Importantly, the optimizers in tracts assume that all parameters are continuous, but the underlying markov model uses discrete generations. When a time falls between two integers, the migrants are distributed across the neighboring integers, in such a way that the migration matrix changes “continuously”, in the sense that expected number of migrants. Continuous change is important, because likelihood optimizers can really struggle if the model is discontinuous in parameter space.
See the example files for example usage. If something isn't clear, please let me know by filing an "new issue", or emailing me.
The distribution of tract lengths decreases as a function of tract length, but increases at the very last bin. This was not seen in the original paper. What is going on?

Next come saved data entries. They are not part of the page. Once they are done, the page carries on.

//! Error types for vpb-player
//!
//! Defines module-specific error types using thiserror for clear error
//! propagation. Recoverable conditions (property read failures, malformed
//! inventories, rejected commands) are absorbed where they are detected and
//! never surface through this type.

use crate::engine::protocol::EngineError;
use thiserror::Error;

/// Main error type for vpb-player
#[derive(Error, Debug)]
pub enum Error {
    /// Native engine call failed
    #[error("Engine error: {0}")]
    Engine(#[from] EngineError),

    /// A live engine instance already exists
    #[error("Engine instance already live; destroy it before creating another")]
    EngineAlreadyLive,

    /// Operation requires an initialized engine
    #[error("Engine not initialized")]
    NotInitialized,

    /// Invalid caller input
    #[error("Invalid input: {0}")]
    InvalidInput(String),

    /// Session lifecycle error
    #[error("Session error: {0}")]
    Session(String),

    /// Shared error from vpb-common
    #[error(transparent)]
    Common(#[from] vpb_common::Error),
}

/// Convenience Result type using vpb-player Error
pub type Result<T> = std::result::Result<T, Error>;
//! Abstract native-engine protocol surface
//!
//! The native engine is a black box reached through three channels: ordered
//! string-token commands (fire-and-forget), named typed properties (a subset
//! observable), and a closed set of asynchronous events. `EngineBackend` is
//! the seam behind which the real binding lives; everything above it is
//! engine-agnostic.

use std::sync::Arc;
use thiserror::Error;

/// Well-known property names used by the bridge
pub mod props {
    pub const PAUSE: &str = "pause";
    pub const IDLE_ACTIVE: &str = "idle-active";
    pub const EOF_REACHED: &str = "eof-reached";
    pub const TIME_POS: &str = "time-pos";
    pub const DURATION: &str = "duration";
    pub const CACHE_TIME: &str = "demuxer-cache-time";
    pub const TRACK_LIST: &str = "track-list";
    pub const CHAPTER_LIST: &str = "chapter-list";
    pub const CHAPTER: &str = "chapter";
    pub const VIDEO_TRACK: &str = "vid";
    pub const AUDIO_TRACK: &str = "aid";
    pub const SUBTITLE_TRACK: &str = "sid";
    pub const SECONDARY_SUBTITLE_TRACK: &str = "secondary-sid";
    pub const SUBTITLE_VISIBILITY: &str = "sub-visibility";
    pub const SECONDARY_SUBTITLE_VISIBILITY: &str = "secondary-sub-visibility";
    pub const VIDEO_WIDTH: &str = "width";
    pub const VIDEO_HEIGHT: &str = "height";
    pub const VOLUME: &str = "volume";
    pub const SPEED: &str = "speed";
}

/// Errors reported by the native engine binding
#[derive(Error, Debug, Clone, PartialEq, Eq)]
pub enum EngineError {
    /// The engine handle has not been initialized yet
    #[error("engine not initialized")]
    NotInitialized,

    /// The engine rejected a command
    #[error("command rejected: {0}")]
    CommandRejected(String),

    /// A property read or write failed (unknown name, wrong format, or no
    /// value at this point of playback)
    #[error("property unavailable: {0}")]
    PropertyUnavailable(String),

    /// The native library could not be loaded or crashed
    #[error("native engine failure: {0}")]
    Native(String),
}

/// Requested wire format for a property access or observation
#[derive(Debug, Clone, Copy, PartialEq, Eq)]
pub enum PropertyFormat {
    String,
    Int,
    Double,
    Flag,
}

/// A typed property value crossing the engine boundary
#[derive(Debug, Clone, PartialEq)]
pub enum PropertyValue {
    String(String),
    Int(i64),
    Double(f64),
    Flag(bool),
}

impl PropertyValue {
    pub fn as_str(&self) -> Option<&str> {
        match self {
            PropertyValue::String(s) => Some(s),
            _ => None,
        }
    }

    pub fn as_int(&self) -> Option<i64> {
        match self {
            PropertyValue::Int(v) => Some(*v),
            PropertyValue::Double(v) => Some(*v as i64),
            _ => None,
        }
    }

    pub fn as_double(&self) -> Option<f64> {
        match self {
            PropertyValue::Double(v) => Some(*v),
            PropertyValue::Int(v) => Some(*v as f64),
            _ => None,
        }
    }

    pub fn as_flag(&self) -> Option<bool> {
        match self {
            PropertyValue::Flag(v) => Some(*v),
            _ => None,
        }
    }
}

/// Why the engine finished the current file
#[derive(Debug, Clone, Copy, PartialEq, Eq)]
pub enum EndReason {
    /// Natural end of file
    Eof,
    /// Playback was stopped by command
    Stop,
    /// The engine is shutting down
    Quit,
    /// Loading or decoding failed
    Error,
    /// Playlist redirect to another entry
    Redirect,
}

/// Severity taxonomy for native engine log lines
#[derive(Debug, Clone, Copy, PartialEq, Eq)]
pub enum EngineLogLevel {
    Fatal,
    Error,
    Warn,
    Info,
    Verbose,
    Debug,
    Trace,
}

impl EngineLogLevel {
    /// Classify an engine-reported level string; unknown strings map to Info
    pub fn from_level_str(level: &str) -> Self {
        match level {
            "fatal" => EngineLogLevel::Fatal,
            "error" => EngineLogLevel::Error,
            "warn" => EngineLogLevel::Warn,
            "info" => EngineLogLevel::Info,
            "v" | "verbose" => EngineLogLevel::Verbose,
            "debug" => EngineLogLevel::Debug,
            "trace" => EngineLogLevel::Trace,
            _ => EngineLogLevel::Info,
        }
    }
}

/// Asynchronous notifications from the native engine (closed set)
///
/// The engine serializes its own callbacks, so variants of this enum arrive
/// single-threaded relative to each other, but on a thread distinct from the
/// control thread.
#[derive(Debug, Clone)]
pub enum EngineEvent {
    /// Engine is shutting down; no further events will arrive
    Shutdown,
    /// A new file started loading
    StartFile,
    /// The file's headers were read; tracks and chapters are available
    FileLoaded,
    /// The current file ended
    EndFile {
        reason: EndReason,
        /// Present when `reason` is `Error`
        error: Option<String>,
    },
    /// The engine entered its idle state
    Idle,
    /// A seek started
    Seek,
    /// Playback resumed after a seek or load
    PlaybackRestart,
    /// Video output was reconfigured (new size or format)
    VideoReconfig,
    /// Audio output was reconfigured
    AudioReconfig,
    /// An observed property changed; `value` is None when the property has
    /// no value at this point of playback
    PropertyChange {
        name: String,
        value: Option<PropertyValue>,
    },
    /// A log line from the native engine
    LogMessage {
        level: EngineLogLevel,
        prefix: String,
        text: String,
    },
}

/// Opaque handle to a native rendering surface
///
/// The integer is whatever the platform layer uses to identify the surface
/// (a window id, an ANativeWindow pointer value). The bridge never
/// dereferences it.
#[derive(Debug, Clone, Copy, PartialEq, Eq)]
pub struct SurfaceHandle(pub usize);

/// Callback through which the backend delivers engine events
///
/// Invoked from the engine's own callback thread. At most one sink is
/// installed at a time; installing a new one replaces the previous.
pub type EventSink = Arc<dyn Fn(EngineEvent) + Send + Sync>;

/// The native engine binding
///
/// Implementations forward each call to the engine's internal queue and
/// return before the corresponding state change is necessarily visible
/// through property reads; completion is confirmed via events, not by
/// immediate re-read.
pub trait EngineBackend: Send {
    /// Initialize the native engine. Called exactly once per handle.
    fn initialize(&mut self) -> Result<(), EngineError>;

    /// Execute an ordered string-token command
    fn execute_command(&self, args: &[&str]) -> Result<(), EngineError>;

    /// Read a property in the requested format
    fn get_property(&self, name: &str, format: PropertyFormat)
        -> Result<PropertyValue, EngineError>;

    /// Write a property
    fn set_property(&self, name: &str, value: PropertyValue) -> Result<(), EngineError>;

    /// Register for asynchronous change notification on a property
    fn observe_property(&self, name: &str, format: PropertyFormat) -> Result<(), EngineError>;

    /// Attach a rendering surface
    fn attach_surface(&self, surface: SurfaceHandle) -> Result<(), EngineError>;

    /// Detach the rendering surface
    fn detach_surface(&self) -> Result<(), EngineError>;

    /// Install (or clear) the event sink. Replaces any previous sink.
    fn set_event_sink(&mut self, sink: Option<EventSink>);

    /// Tear down the native engine. Idempotent.
    fn shutdown(&mut self);
}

In tracts, the last bin represents the number of chromosomes with no ancestry switches. It does not correspond to a specific length value, and for this reason was not plotted in the tracts paper.
When I have a single pulse of admixture, I would expect an exponential distribution of tract length, but the distribution of tract lengths shows steps in the expected length. Why is that?
"Tracts" takes into account the finite length of chromosomes. Since ancestry tracts cannot extend beyond chromosomes, we expect this departure from an exponential distribution
I have migrants from the last generation. "tracts" tells me that migrants in the last two generations are not allowed. Why is that?
Haploid genomes from the last two generations have no ancestry switches and should be easy to identify in well-phased data--they should be removed from the sample before running tracts. If this is impossible (e.g., because of inaccurate phasing across chromosomes), tracts will likely attempt to assign last-generation migrants to two generations ago. This should be observable by an excess of very long tracts in the data compared to the model.
Individuals in my population vary considerably in their ancestry proportion. Is that a problem?
It is not a problem as long as the population was close to random mating. If admixture is recent, random mating is not inconsistent with ancestry variance. If admixture is ancient, however, variation in ancestry proportion may indicate population structure, and the random mating assumption may fail.
I ran the optimization steps many times, and found different optimal likelihoods. Why is that?
Optimizing functions in many dimensions is hard, and sometimes optimizers get
stuck in local maxima. If you haven tried already, you can attempt to fix the
ancestry proportions a priori (see the _fix
examples in the documentation).
In most cases, the optimization will converge to the global maximum a
substantial proportion of the time: running the optimization a few times from
random starting positions and comparing the best values may help control for
this.
If you fail to revisit the same minimum after running say, 10 optimizations, then something else might be going on. If the model is not continuous as a function of a parameter, it could make the optimization much harder. Defining a continuous model would help, or you could try the brute-force optimization method if the number of parameters is small.